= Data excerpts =
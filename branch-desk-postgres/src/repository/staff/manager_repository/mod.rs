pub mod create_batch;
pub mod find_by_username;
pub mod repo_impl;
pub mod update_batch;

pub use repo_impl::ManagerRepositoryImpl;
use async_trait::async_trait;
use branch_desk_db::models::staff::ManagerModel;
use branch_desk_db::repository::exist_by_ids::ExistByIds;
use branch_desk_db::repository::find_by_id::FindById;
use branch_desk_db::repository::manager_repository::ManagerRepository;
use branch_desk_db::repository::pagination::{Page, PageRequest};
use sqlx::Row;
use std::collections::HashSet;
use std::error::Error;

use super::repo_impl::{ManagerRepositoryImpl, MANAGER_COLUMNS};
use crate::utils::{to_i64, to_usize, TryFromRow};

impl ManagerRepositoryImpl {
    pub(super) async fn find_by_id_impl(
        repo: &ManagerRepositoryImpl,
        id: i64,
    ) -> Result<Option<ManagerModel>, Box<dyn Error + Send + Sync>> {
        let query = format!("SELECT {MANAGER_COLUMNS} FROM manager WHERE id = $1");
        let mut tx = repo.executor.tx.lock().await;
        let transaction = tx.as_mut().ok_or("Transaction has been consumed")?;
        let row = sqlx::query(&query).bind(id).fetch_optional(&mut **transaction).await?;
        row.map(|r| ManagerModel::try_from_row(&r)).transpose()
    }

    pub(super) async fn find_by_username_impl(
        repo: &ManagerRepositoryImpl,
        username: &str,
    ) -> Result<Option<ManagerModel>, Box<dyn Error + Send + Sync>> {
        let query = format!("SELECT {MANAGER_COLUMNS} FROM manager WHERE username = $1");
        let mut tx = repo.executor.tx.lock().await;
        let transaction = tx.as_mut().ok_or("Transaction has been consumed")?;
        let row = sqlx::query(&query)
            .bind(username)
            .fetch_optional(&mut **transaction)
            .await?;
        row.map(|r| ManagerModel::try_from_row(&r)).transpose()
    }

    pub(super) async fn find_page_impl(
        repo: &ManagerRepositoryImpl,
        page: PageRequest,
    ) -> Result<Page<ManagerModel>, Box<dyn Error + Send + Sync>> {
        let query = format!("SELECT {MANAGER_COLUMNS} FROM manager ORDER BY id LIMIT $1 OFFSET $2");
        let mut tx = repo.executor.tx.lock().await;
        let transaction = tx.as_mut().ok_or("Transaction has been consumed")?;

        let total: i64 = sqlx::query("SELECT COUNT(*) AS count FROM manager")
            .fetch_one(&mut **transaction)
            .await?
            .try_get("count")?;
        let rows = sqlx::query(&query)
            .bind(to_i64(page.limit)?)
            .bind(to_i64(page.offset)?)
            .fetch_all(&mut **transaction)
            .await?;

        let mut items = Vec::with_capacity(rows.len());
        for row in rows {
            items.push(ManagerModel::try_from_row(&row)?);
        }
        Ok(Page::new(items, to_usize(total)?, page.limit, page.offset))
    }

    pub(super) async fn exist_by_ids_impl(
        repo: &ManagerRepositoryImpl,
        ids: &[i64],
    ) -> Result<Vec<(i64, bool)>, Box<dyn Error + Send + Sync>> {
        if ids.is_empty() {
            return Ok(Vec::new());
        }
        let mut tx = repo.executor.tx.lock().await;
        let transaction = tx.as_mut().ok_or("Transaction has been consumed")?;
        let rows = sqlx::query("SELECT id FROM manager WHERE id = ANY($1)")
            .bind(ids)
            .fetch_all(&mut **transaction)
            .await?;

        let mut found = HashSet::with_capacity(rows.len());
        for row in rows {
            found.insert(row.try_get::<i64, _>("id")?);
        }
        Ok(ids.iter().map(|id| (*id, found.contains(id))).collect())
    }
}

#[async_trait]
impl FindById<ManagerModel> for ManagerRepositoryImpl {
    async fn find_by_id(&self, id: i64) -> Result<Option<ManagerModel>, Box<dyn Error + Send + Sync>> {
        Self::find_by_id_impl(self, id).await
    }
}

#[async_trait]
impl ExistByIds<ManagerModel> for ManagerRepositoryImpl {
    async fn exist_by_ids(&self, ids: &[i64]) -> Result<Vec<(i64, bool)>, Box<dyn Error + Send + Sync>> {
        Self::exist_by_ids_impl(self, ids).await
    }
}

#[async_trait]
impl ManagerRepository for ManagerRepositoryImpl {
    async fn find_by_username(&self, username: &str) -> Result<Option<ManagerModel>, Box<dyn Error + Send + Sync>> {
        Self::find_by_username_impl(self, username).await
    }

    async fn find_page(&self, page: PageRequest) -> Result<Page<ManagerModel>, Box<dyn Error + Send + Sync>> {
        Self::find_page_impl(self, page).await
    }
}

---

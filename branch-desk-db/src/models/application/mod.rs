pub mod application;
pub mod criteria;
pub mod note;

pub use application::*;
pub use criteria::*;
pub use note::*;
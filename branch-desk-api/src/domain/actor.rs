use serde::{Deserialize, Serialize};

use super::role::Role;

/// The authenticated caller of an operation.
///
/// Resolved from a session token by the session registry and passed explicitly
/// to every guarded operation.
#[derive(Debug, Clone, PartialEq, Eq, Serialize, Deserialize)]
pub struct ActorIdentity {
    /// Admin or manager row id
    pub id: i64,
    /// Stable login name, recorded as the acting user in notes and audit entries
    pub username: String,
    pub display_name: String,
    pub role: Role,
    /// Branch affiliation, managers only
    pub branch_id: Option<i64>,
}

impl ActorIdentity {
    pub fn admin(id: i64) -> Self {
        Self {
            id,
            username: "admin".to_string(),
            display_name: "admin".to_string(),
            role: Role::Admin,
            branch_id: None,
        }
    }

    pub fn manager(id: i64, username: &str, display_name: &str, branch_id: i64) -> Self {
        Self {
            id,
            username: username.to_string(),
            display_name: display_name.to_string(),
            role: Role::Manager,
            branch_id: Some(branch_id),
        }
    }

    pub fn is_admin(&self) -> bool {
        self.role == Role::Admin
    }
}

= TASK TO CARRY OUT =
Find the word "Serialize" in the data and copy out each line where it turns up.

= ANSWER AREA =
use serde::{Deserialize, Serialize};
#[derive(Debug, Clone, PartialEq, Eq, Serialize, Deserialize)]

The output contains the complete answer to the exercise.